The end of greener pastures
The whole greedy corporate monstrosity is now starting to fall apart, but the investment gurus keep keep worshipping the bull like an idol while whining about how people are sounding a little afraid and are upsetting their perfect balance. Believe me, they are not sounding nearly afraid enough! This debt charade is now starting to die.
The Fed will be forced to prop it up with additional life support because that is all the FedMed-addicted corporate world has to live on. It stomped its greener pastures out long ago by overgrazing, which sucked the nourishment out of its marketplace.
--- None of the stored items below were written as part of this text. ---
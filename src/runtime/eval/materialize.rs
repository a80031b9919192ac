//! Builds runtime values out of structured literals.
//!
//! Strings inside array and dict literals are push expressions, resolved
//! against the context at the moment the literal is reached.

use std::collections::BTreeMap;

use crate::{
    runtime::{
        context::Context,
        error::{ErrorKind, FlexError},
        value::{FunctionBody, Value},
    },
    syntax::{
        grammar::{Path, parse_push},
        literal::{self, ARRAY_TAG, DICT_TAG, Literal},
        program::Program,
        shape::{Shape, classify},
    },
};

use super::expr_ops::{execute_push, resolve_push};

fn unknown_type(literal: &Literal) -> FlexError {
    FlexError::new(
        ErrorKind::UnknownType,
        format!("Unknown type: `{}'", literal::render(literal)),
    )
}

fn element_path(text: &str) -> Result<Path, FlexError> {
    parse_push(text).ok_or_else(|| {
        FlexError::new(
            ErrorKind::MalformedInstruction,
            format!("Expected push expression-like syntax: `{}'", text),
        )
    })
}

/// Converts a literal into a value.
pub(crate) fn materialize(ctx: &mut Context, literal: &Literal) -> Result<Value, FlexError> {
    match (classify(literal), literal) {
        (Shape::JsNull, _) => Ok(Value::Null),
        (Shape::Boolean, Literal::Bool(b)) => Ok(Value::Boolean(*b)),
        (Shape::Number, Literal::Number(n)) => {
            n.as_f64().map(Value::Number).ok_or_else(|| unknown_type(literal))
        }
        (Shape::String, Literal::Array(items)) => match items.as_slice() {
            [Literal::String(text)] => Ok(Value::text(text.as_str())),
            _ => Err(unknown_type(literal)),
        },
        (Shape::Function, _) => Ok(Value::Function(FunctionBody::Program(
            Program::from_literal(literal)?,
        ))),
        (Shape::Array, Literal::Object(map)) => match map.get(ARRAY_TAG) {
            Some(Literal::Array(items)) => materialize_array(ctx, items),
            _ => Err(unknown_type(literal)),
        },
        (Shape::Dict, Literal::Object(map)) => match map.get(DICT_TAG) {
            Some(Literal::Object(entries)) => materialize_dict(ctx, entries),
            _ => Err(unknown_type(literal)),
        },
        _ => Err(unknown_type(literal)),
    }
}

/// String elements are resolved directly; the stack is left untouched.
fn materialize_array(ctx: &mut Context, items: &[Literal]) -> Result<Value, FlexError> {
    let mut values = Vec::with_capacity(items.len());
    for item in items {
        let value = match item {
            Literal::String(text) => resolve_push(ctx, &element_path(text)?)?,
            other => materialize(ctx, other)?,
        };
        values.push(value);
    }
    Ok(Value::array(values))
}

/// String entries are pushed and then popped back into their slot.
fn materialize_dict(
    ctx: &mut Context,
    entries: &serde_json::Map<String, Literal>,
) -> Result<Value, FlexError> {
    let mut values = BTreeMap::new();
    for (key, item) in entries {
        let value = match item {
            Literal::String(text) => {
                execute_push(ctx, &element_path(text)?)?;
                ctx.stack_mut().pop()?
            }
            other => materialize(ctx, other)?,
        };
        values.insert(key.clone(), value);
    }
    Ok(Value::dict(values))
}
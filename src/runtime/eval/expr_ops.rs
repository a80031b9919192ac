use crate::{
    runtime::{
        context::{Context, Vars},
        error::{ErrorKind, FlexError},
        output::OutputSink,
        value::{FunctionBody, Value},
    },
    syntax::grammar::{Path, Segment},
};

use super::{
    Evaluator,
    index_ops::{self, Index, IndexStep},
};

/// Turns parsed segments into index steps.
///
/// `$name` segments are read from `vars` now; `&0` segments stay lazy and pop
/// the stack while the path is walked.
pub(super) fn resolve_segments(
    vars: &Vars,
    segments: &[Segment],
) -> Result<Vec<IndexStep>, FlexError> {
    segments
        .iter()
        .map(|segment| match segment {
            Segment::Integer(digits) => digits
                .parse::<usize>()
                .map(IndexStep::position)
                .map_err(|_| index_ops::position_out_of_range(digits)),
            Segment::Variable(name) => {
                let value = vars.get(name).ok_or_else(|| {
                    FlexError::new(
                        ErrorKind::UndefinedVariable,
                        format!("Invalid index: undefined variable `{}'", name),
                    )
                })?;
                Index::from_value(value).map(IndexStep::Index)
            }
            Segment::Key(key) => Ok(IndexStep::key(key.as_str())),
            Segment::StackTop => Ok(IndexStep::StackTop),
        })
        .collect()
}

fn undefined_master(name: &str) -> FlexError {
    FlexError::new(
        ErrorKind::UndefinedVariable,
        format!("Invalid push expression: undefined variable `{}'", name),
    )
}

/// Value a push expression designates, without pushing it.
pub(super) fn resolve_push(ctx: &mut Context, path: &Path) -> Result<Value, FlexError> {
    let (stack, vars) = ctx.stack_and_vars();
    let root = vars.get(&path.name).ok_or_else(|| undefined_master(&path.name))?;
    if path.is_bare() {
        return Ok(root.clone());
    }

    let steps = resolve_segments(vars, &path.segments)?;
    index_ops::get(root, &steps, stack)?.ok_or_else(|| {
        FlexError::new(
            ErrorKind::UndefinedVariable,
            format!("Invalid push expression: undefined variable `${}'", path),
        )
    })
}

pub(super) fn execute_push(ctx: &mut Context, path: &Path) -> Result<(), FlexError> {
    let value = resolve_push(ctx, path)?;
    ctx.stack_mut().push(value);
    Ok(())
}

fn undefined_pop_target(name: &str) -> FlexError {
    FlexError::new(
        ErrorKind::UndefinedVariable,
        format!(
            "Invalid pop expression: cannot set index or key on undefined variable `{}'",
            name
        ),
    )
}

/// Pops the stack into a variable, or into a slot inside one.
///
/// The value is popped before the target is looked up.
pub(super) fn execute_pop(ctx: &mut Context, path: &Path) -> Result<(), FlexError> {
    let value = ctx.stack_mut().pop()?;
    if path.is_bare() {
        ctx.vars_mut().insert(path.name.clone(), value);
        return Ok(());
    }

    if ctx.var(&path.name).is_none() {
        return Err(undefined_pop_target(&path.name));
    }
    let steps = resolve_segments(ctx.vars(), &path.segments)?;

    // Taken out while written so the container is uniquely owned; a failed
    // write leaves it unchanged and it goes back either way.
    let mut target = ctx
        .vars_mut()
        .remove(&path.name)
        .ok_or_else(|| undefined_pop_target(&path.name))?;
    let result = index_ops::set(&mut target, value, &steps, ctx.stack_mut());
    ctx.vars_mut().insert(path.name.clone(), target);
    result
}

impl<S: OutputSink> Evaluator<S> {
    /// `:$name.path`: pushes the whole variable as receiver, then calls the
    /// function stored at `path`.
    pub(super) fn execute_class(&mut self, ctx: &mut Context, path: &Path) -> Result<(), FlexError> {
        let (stack, vars) = ctx.stack_and_vars();
        let receiver = vars.get(&path.name).ok_or_else(|| {
            FlexError::new(
                ErrorKind::UndefinedVariable,
                format!("Invalid class expression: undefined variable `{}'", path.name),
            )
        })?;
        let steps = resolve_segments(vars, &path.segments)?;
        let body = match index_ops::get(receiver, &steps, stack)? {
            Some(Value::Function(body)) => body,
            other => {
                let found = other.as_ref().map_or("nothing", Value::type_name);
                return Err(FlexError::new(
                    ErrorKind::NotAFunction,
                    format!("Invalid function: `:${}' holds {}", path, found),
                ));
            }
        };
        let receiver = receiver.clone();

        ctx.stack_mut().push(receiver);
        self.call_function(ctx, &body)
    }

    pub(super) fn execute_call(&mut self, ctx: &mut Context, name: &str) -> Result<(), FlexError> {
        let body: FunctionBody = ctx.function(name).cloned().ok_or_else(|| {
            FlexError::new(
                ErrorKind::UndefinedFunction,
                format!("Undefined function: `{}'", name),
            )
        })?;
        self.call_function(ctx, &body)
    }
}
use std::fmt;

use crate::runtime::NativeFn;

/// Host capability registered in a context's function table.
#[derive(Clone, Copy)]
pub struct NativeFunction {
    pub name: &'static str,
    pub func: NativeFn,
}

impl NativeFunction {
    pub const fn new(name: &'static str, func: NativeFn) -> Self {
        Self { name, func }
    }
}

impl fmt::Debug for NativeFunction {
    fn fmt(&self, f: &mut fmt::Formatter<'_>) -> fmt::Result {
        write!(f, "NativeFunction({})", self.name)
    }
}

impl PartialEq for NativeFunction {
    fn eq(&self, other: &Self) -> bool {
        self.name == other.name
    }
}
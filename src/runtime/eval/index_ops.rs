//! Path-based reads and writes into nested arrays and dicts.
//!
//! A path is walked one step at a time. Walking descends while steps remain
//! and the slot holds a container it may enter: an array inside an array, or
//! any container inside a dict. A scalar slot ends the walk early and the
//! remaining steps are ignored.

use std::rc::Rc;

use crate::runtime::{
    error::{ErrorKind, FlexError},
    stack::Stack,
    value::Value,
};

/// Largest number of `Null` slots a single write may add past an array's end.
pub const MAX_ARRAY_PADDING: usize = 1 << 16;

/// Largest position a number converts to exactly (2^53).
const MAX_EXACT_POSITION: f64 = 9_007_199_254_740_992.0;

/// A resolved index: an array position or a dict key.
#[derive(Debug, Clone, PartialEq, Eq)]
pub enum Index {
    Position(usize),
    Key(String),
}

impl Index {
    /// Interprets a runtime value as an index.
    ///
    /// Non-negative integral numbers are positions, text is a key. Numbers
    /// too large to be an exact position are rejected.
    pub fn from_value(value: &Value) -> Result<Self, FlexError> {
        match value {
            Value::Number(n) if n.is_finite() && *n >= 0.0 && n.fract() == 0.0 => {
                if *n > MAX_EXACT_POSITION {
                    return Err(position_out_of_range(&format!("{:e}", n)));
                }
                Ok(Index::Position(*n as usize))
            }
            Value::Text(text) => Ok(Index::Key(text.to_string())),
            other => Err(FlexError::new(
                ErrorKind::InvalidIndex,
                format!("invalid index: {}", other),
            )),
        }
    }

    /// Dict key for this index; positions become their decimal text.
    fn into_key(self) -> String {
        match self {
            Index::Position(position) => position.to_string(),
            Index::Key(key) => key,
        }
    }
}

/// One step of a path.
#[derive(Debug, Clone, PartialEq, Eq)]
pub enum IndexStep {
    Index(Index),
    /// Pops the stack when the step is reached.
    StackTop,
}

impl IndexStep {
    pub fn position(position: usize) -> Self {
        IndexStep::Index(Index::Position(position))
    }

    pub fn key(key: impl Into<String>) -> Self {
        IndexStep::Index(Index::Key(key.into()))
    }

    fn resolve(&self, stack: &mut Stack) -> Result<Index, FlexError> {
        match self {
            IndexStep::Index(index) => Ok(index.clone()),
            IndexStep::StackTop => Index::from_value(&stack.pop()?),
        }
    }
}

pub(crate) fn position_out_of_range(position: &str) -> FlexError {
    FlexError::new(
        ErrorKind::InvalidIndex,
        format!("invalid index: position `{}' is out of range", position),
    )
}

fn not_indexable(value: &Value) -> FlexError {
    FlexError::new(
        ErrorKind::ShapeMismatch,
        format!("cannot index into {}", value.type_name()),
    )
}

fn key_on_array(key: &str) -> FlexError {
    FlexError::new(
        ErrorKind::ShapeMismatch,
        format!("expected array position, got dict key `{}'", key),
    )
}

fn dict_in_array() -> FlexError {
    FlexError::new(
        ErrorKind::ShapeMismatch,
        "expected array element to be an array, found dict",
    )
}

fn lookup<'a>(container: &'a Value, index: &Index) -> Result<Option<&'a Value>, FlexError> {
    match (container, index) {
        (Value::Array(items), Index::Position(position)) => Ok(items.get(*position)),
        (Value::Array(_), Index::Key(key)) => Err(key_on_array(key)),
        (Value::Dict(entries), Index::Position(position)) => {
            Ok(entries.get(&position.to_string()))
        }
        (Value::Dict(entries), Index::Key(key)) => Ok(entries.get(key)),
        (other, _) => Err(not_indexable(other)),
    }
}

/// Whether walking continues from `container` into `slot`.
fn descends(container: &Value, slot: &Value) -> Result<bool, FlexError> {
    match (container, slot) {
        (Value::Array(_), Value::Array(_)) => Ok(true),
        (Value::Array(_), Value::Dict(_)) => Err(dict_in_array()),
        (Value::Dict(_), Value::Array(_) | Value::Dict(_)) => Ok(true),
        _ => Ok(false),
    }
}

/// Reads the slot `path` designates inside `container`.
///
/// Returns `None` when the slot does not exist. `&0` steps pop `stack` as
/// they are reached.
pub fn get(
    container: &Value,
    path: &[IndexStep],
    stack: &mut Stack,
) -> Result<Option<Value>, FlexError> {
    if !matches!(container, Value::Array(_) | Value::Dict(_)) {
        return Err(not_indexable(container));
    }

    let mut current = container;
    for (i, step) in path.iter().enumerate() {
        let index = step.resolve(stack)?;
        let last = i + 1 == path.len();
        match lookup(current, &index)? {
            Some(slot) if !last && descends(current, slot)? => current = slot,
            Some(slot) => return Ok(Some(slot.clone())),
            None => return Ok(None),
        }
    }
    Ok(Some(current.clone()))
}

/// Writes `value` into the slot `path` designates inside `container`.
///
/// Arrays written past their end are padded with `Null`, at most
/// [`MAX_ARRAY_PADDING`] slots per write; dict keys are
/// created as needed. Shared containers along the path are copied first, so
/// other holders of the same value never observe the write.
pub fn set(
    container: &mut Value,
    value: Value,
    path: &[IndexStep],
    stack: &mut Stack,
) -> Result<(), FlexError> {
    let Some((step, rest)) = path.split_first() else {
        *container = value;
        return Ok(());
    };
    let index = step.resolve(stack)?;

    match container {
        Value::Array(items) => {
            let position = match index {
                Index::Position(position) => position,
                Index::Key(key) => return Err(key_on_array(&key)),
            };
            let items = Rc::make_mut(items);
            if !rest.is_empty()
                && let Some(slot) = items.get_mut(position)
            {
                match slot {
                    Value::Array(_) => return set(slot, value, rest, stack),
                    Value::Dict(_) => return Err(dict_in_array()),
                    _ => {}
                }
            }
            if position >= items.len() {
                let new_len = position
                    .checked_add(1)
                    .filter(|len| len - items.len() <= MAX_ARRAY_PADDING)
                    .ok_or_else(|| position_out_of_range(&position.to_string()))?;
                items.resize(new_len, Value::Null);
            }
            items[position] = value;
            Ok(())
        }
        Value::Dict(entries) => {
            let key = index.into_key();
            let entries = Rc::make_mut(entries);
            if !rest.is_empty()
                && let Some(slot) = entries.get_mut(&key)
                && matches!(slot, Value::Array(_) | Value::Dict(_))
            {
                return set(slot, value, rest, stack);
            }
            entries.insert(key, value);
            Ok(())
        }
        other => Err(not_indexable(other)),
    }
}
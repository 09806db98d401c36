//! Size and alignment of `regex_t`.
//!
//! The numbers come from the system `<regex.h>` through a probe compiled by
//! `build.rs`. They are widened to cover `libc::regex_t` too, so the region
//! is valid whether C or Rust looks at it.

use std::alloc::Layout;
use std::cmp;
use std::mem;

use crate::error::AllocError;

extern "C" {
    fn regex_slim_sizeof_regex_t() -> usize;
    fn regex_slim_alignof_regex_t() -> usize;
}

/// `sizeof(regex_t)` as seen by the C compiler.
pub fn header_size() -> usize {
    unsafe { regex_slim_sizeof_regex_t() }
}

/// Alignment of `regex_t` as seen by the C compiler.
pub fn header_align() -> usize {
    unsafe { regex_slim_alignof_regex_t() }
}

/// Layout used for every allocation and release of a `regex_t` region.
pub fn regex_layout() -> Result<Layout, AllocError> {
    let size = cmp::max(header_size(), mem::size_of::<libc::regex_t>());
    let align = cmp::max(header_align(), mem::align_of::<libc::regex_t>());
    Layout::from_size_align(size, align).map_err(|_| AllocError { size, align })
}
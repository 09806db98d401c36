fn main() {
    println!("cargo:rerun-if-changed=layout.c");
    println!("cargo:rerun-if-changed=header_check.c");
    println!("cargo:rerun-if-changed=regex_slim.h");

    // header_check.c has no code; it fails to compile if a declaration in
    // regex_slim.h changes type. tests/c_header.rs pins the Rust side.
    cc::Build::new()
        .include(".")
        .file("layout.c")
        .file("header_check.c")
        .warnings_into_errors(true)
        .compile("regex_slim_layout");
}
use thiserror::Error;

/// The only failure this crate reports: the heap would not hand out a
/// `regex_t`-sized region.
#[derive(Debug, Clone, Copy, PartialEq, Eq, Error)]
#[error("failed to allocate {size} bytes (align {align}) for regex_t")]
pub struct AllocError {
    pub size: usize,
    pub align: usize,
}
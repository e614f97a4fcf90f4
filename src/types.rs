//! Core data model: column declarations, parsed rows and import batches.
//!
//! Callers describe the fields they expect with a [`ColumnSet`] of [`ColumnDeclaration`]s. The
//! parser produces [`ParsedRow`]s, and validated rows travel to the import action inside an
//! [`ImportBatch`].

use std::collections::BTreeSet;
use std::collections::HashSet;
use std::fmt;

use serde::ser::SerializeMap;
use serde::{Deserialize, Serialize, Serializer};

use crate::error::{ImportError, ImportResult};
use crate::generation::ValueGenerator;

/// One allowed value of an enumerated or foreign-key column.
#[derive(Debug, Clone, PartialEq, Serialize, Deserialize)]
pub struct ValueOption {
    /// The value itself; a JSON number or string.
    pub value: serde_json::Value,
    /// Human-readable meaning of the value (e.g. the referenced row's name).
    pub description: String,
}

impl ValueOption {
    /// Create a value option.
    pub fn new(value: impl Into<serde_json::Value>, description: impl Into<String>) -> Self {
        Self {
            value: value.into(),
            description: description.into(),
        }
    }

    /// The value as it appears in a CSV cell (strings unquoted).
    pub fn as_cell(&self) -> String {
        match &self.value {
            serde_json::Value::String(s) => s.clone(),
            other => other.to_string(),
        }
    }

    /// The value as a literal inside a prompt (strings double-quoted).
    pub fn as_literal(&self) -> String {
        match &self.value {
            serde_json::Value::String(s) => format!("\"{s}\""),
            other => other.to_string(),
        }
    }
}

/// Caller-supplied description of one expected CSV column.
#[derive(Debug, Clone, PartialEq)]
pub struct ColumnDeclaration {
    /// Header key; unique within a [`ColumnSet`].
    pub key: String,
    /// Display label.
    pub label: String,
    /// Optional longer description.
    pub description: Option<String>,
    /// Whether the header must contain this key.
    pub required: bool,
    /// Enumerated or foreign-key values, in display order.
    pub value_options: Vec<ValueOption>,
    /// Generator used for example values.
    pub generator: Option<ValueGenerator>,
}

impl ColumnDeclaration {
    /// Create an optional column with no description, options or generator.
    pub fn new(key: impl Into<String>, label: impl Into<String>) -> Self {
        Self {
            key: key.into(),
            label: label.into(),
            description: None,
            required: false,
            value_options: Vec::new(),
            generator: None,
        }
    }

    /// Mark the column as required.
    pub fn required(mut self) -> Self {
        self.required = true;
        self
    }

    pub fn with_description(mut self, description: impl Into<String>) -> Self {
        self.description = Some(description.into());
        self
    }

    pub fn with_options(mut self, options: Vec<ValueOption>) -> Self {
        self.value_options = options;
        self
    }

    pub fn with_generator(mut self, generator: ValueGenerator) -> Self {
        self.generator = Some(generator);
        self
    }

    /// Attach a generator from a dotted hint such as `"commerce.productName"`.
    ///
    /// Unknown hints are rejected here rather than producing placeholder values later.
    pub fn with_generator_hint(self, hint: &str) -> ImportResult<Self> {
        let generator = hint.parse::<ValueGenerator>()?;
        Ok(self.with_generator(generator))
    }

    /// Description if present, otherwise the label.
    pub fn description_or_label(&self) -> &str {
        self.description.as_deref().unwrap_or(&self.label)
    }

    /// Placeholder used when no example value can be produced.
    pub fn placeholder(&self) -> String {
        format!("[{} example]", self.label)
    }
}

/// An ordered set of column declarations with unique keys.
///
/// An empty set means "no shape constraints".
#[derive(Debug, Clone, Default, PartialEq)]
pub struct ColumnSet {
    columns: Vec<ColumnDeclaration>,
}

impl ColumnSet {
    /// Build a set, rejecting empty or duplicate keys.
    pub fn new(columns: Vec<ColumnDeclaration>) -> ImportResult<Self> {
        let mut seen = HashSet::with_capacity(columns.len());
        for col in &columns {
            if col.key.trim().is_empty() {
                return Err(ImportError::InvalidDeclaration {
                    message: format!("column '{}' has an empty key", col.label),
                });
            }
            if !seen.insert(col.key.as_str()) {
                return Err(ImportError::InvalidDeclaration {
                    message: format!("duplicate column key '{}'", col.key),
                });
            }
        }
        Ok(Self { columns })
    }

    /// Built-in declaration sets whose keys are known to be unique.
    pub(crate) fn from_known(columns: Vec<ColumnDeclaration>) -> Self {
        debug_assert!(Self::new(columns.clone()).is_ok());
        Self { columns }
    }

    /// A set with no declarations.
    pub fn empty() -> Self {
        Self::default()
    }

    pub fn is_empty(&self) -> bool {
        self.columns.is_empty()
    }

    pub fn len(&self) -> usize {
        self.columns.len()
    }

    pub fn iter(&self) -> impl Iterator<Item = &ColumnDeclaration> {
        self.columns.iter()
    }

    /// Look up a declaration by key.
    pub fn get(&self, key: &str) -> Option<&ColumnDeclaration> {
        self.columns.iter().find(|c| c.key == key)
    }

    /// Keys marked required, in declaration order.
    pub fn required_keys(&self) -> impl Iterator<Item = &str> {
        self.columns
            .iter()
            .filter(|c| c.required)
            .map(|c| c.key.as_str())
    }

    /// Keys in declaration order.
    pub fn keys(&self) -> impl Iterator<Item = &str> {
        self.columns.iter().map(|c| c.key.as_str())
    }
}

/// One CSV data line decoded into an ordered key -> raw value mapping.
#[derive(Debug, Clone, PartialEq, Eq)]
pub struct ParsedRow {
    line: u64,
    fields: Vec<(String, String)>,
}

impl ParsedRow {
    /// Create a row read from 1-based source `line`.
    pub fn new(line: u64, fields: Vec<(String, String)>) -> Self {
        Self { line, fields }
    }

    /// Build a row from key/value pairs with no source line (0).
    pub fn from_pairs<K, V, I>(pairs: I) -> Self
    where
        K: Into<String>,
        V: Into<String>,
        I: IntoIterator<Item = (K, V)>,
    {
        Self {
            line: 0,
            fields: pairs
                .into_iter()
                .map(|(k, v)| (k.into(), v.into()))
                .collect(),
        }
    }

    /// 1-based line in the pasted text; 0 when not parsed from text.
    pub fn line(&self) -> u64 {
        self.line
    }

    pub fn get(&self, key: &str) -> Option<&str> {
        self.fields
            .iter()
            .find(|(k, _)| k == key)
            .map(|(_, v)| v.as_str())
    }

    pub fn contains_key(&self, key: &str) -> bool {
        self.fields.iter().any(|(k, _)| k == key)
    }

    /// Keys in CSV column order.
    pub fn keys(&self) -> impl Iterator<Item = &str> {
        self.fields.iter().map(|(k, _)| k.as_str())
    }

    /// Keys as an order-insensitive set.
    pub fn key_set(&self) -> BTreeSet<&str> {
        self.keys().collect()
    }

    pub fn iter(&self) -> impl Iterator<Item = (&str, &str)> {
        self.fields.iter().map(|(k, v)| (k.as_str(), v.as_str()))
    }

    pub fn len(&self) -> usize {
        self.fields.len()
    }

    pub fn is_empty(&self) -> bool {
        self.fields.is_empty()
    }
}

impl Serialize for ParsedRow {
    fn serialize<S: Serializer>(&self, serializer: S) -> Result<S::Ok, S::Error> {
        let mut map = serializer.serialize_map(Some(self.fields.len()))?;
        for (k, v) in &self.fields {
            map.serialize_entry(k, v)?;
        }
        map.end()
    }
}

/// Target entity of an import batch.
#[derive(Debug, Clone, Copy, PartialEq, Eq, Hash, Serialize, Deserialize)]
#[serde(rename_all = "lowercase")]
pub enum EntityKind {
    Item,
    Type,
    User,
}

/// A column that references another entity by id.
#[derive(Debug, Clone, Copy, PartialEq, Eq)]
pub struct ForeignKey {
    /// Column holding the referenced id.
    pub column: &'static str,
    /// Entity the id refers to.
    pub target: EntityKind,
}

impl EntityKind {
    pub fn as_str(&self) -> &'static str {
        match self {
            Self::Item => "item",
            Self::Type => "type",
            Self::User => "user",
        }
    }

    /// The foreign-key column reconciled before inserting rows of this kind.
    pub fn foreign_key(&self) -> Option<ForeignKey> {
        match self {
            Self::Item => Some(ForeignKey {
                column: "type_id",
                target: Self::Type,
            }),
            Self::Type | Self::User => None,
        }
    }

    /// Whether rows of this kind are owned by the acting user.
    pub fn is_user_owned(&self) -> bool {
        matches!(self, Self::Item)
    }
}

impl fmt::Display for EntityKind {
    fn fmt(&self, f: &mut fmt::Formatter<'_>) -> fmt::Result {
        f.write_str(self.as_str())
    }
}

/// Identity of the user performing an import.
#[derive(Debug, Clone, PartialEq, Eq, Hash, Serialize, Deserialize)]
#[serde(transparent)]
pub struct UserId(String);

impl UserId {
    pub fn new(id: impl Into<String>) -> Self {
        Self(id.into())
    }

    pub fn as_str(&self) -> &str {
        &self.0
    }
}

impl From<&str> for UserId {
    fn from(value: &str) -> Self {
        Self::new(value)
    }
}

impl fmt::Display for UserId {
    fn fmt(&self, f: &mut fmt::Formatter<'_>) -> fmt::Result {
        f.write_str(&self.0)
    }
}

/// Validated rows bound for one atomic insert.
#[derive(Debug, Clone, PartialEq)]
pub struct ImportBatch {
    pub kind: EntityKind,
    pub rows: Vec<ParsedRow>,
}

impl ImportBatch {
    pub fn new(kind: EntityKind, rows: Vec<ParsedRow>) -> Self {
        Self { kind, rows }
    }

    pub fn len(&self) -> usize {
        self.rows.len()
    }

    pub fn is_empty(&self) -> bool {
        self.rows.is_empty()
    }
}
The strength of the formerly robust US middle-class economy that the rich once grazed upon has been decimated by 35 years of trickle-down greed.
Well, guess what, when the irrigation barely trickles, the pastures dry up; so, the consumer market is less of a driver than it used to be. You have to constantly put something back into the pastures to keep them healthy. You have to water them, sometimes till them, etc.
Even those fields we have left have only been kept alive of late by the artificial life support of Fed-lowered interest rates that have enabled people to push personal debt back up to the sky again in order to merely maintain their greenish lifestyle.
Drought is coming. Corporate greed has guaranteed it. Consider it corporate climate change. We went from a corporate capitalist system that chased profits to one that merely chases its own tales.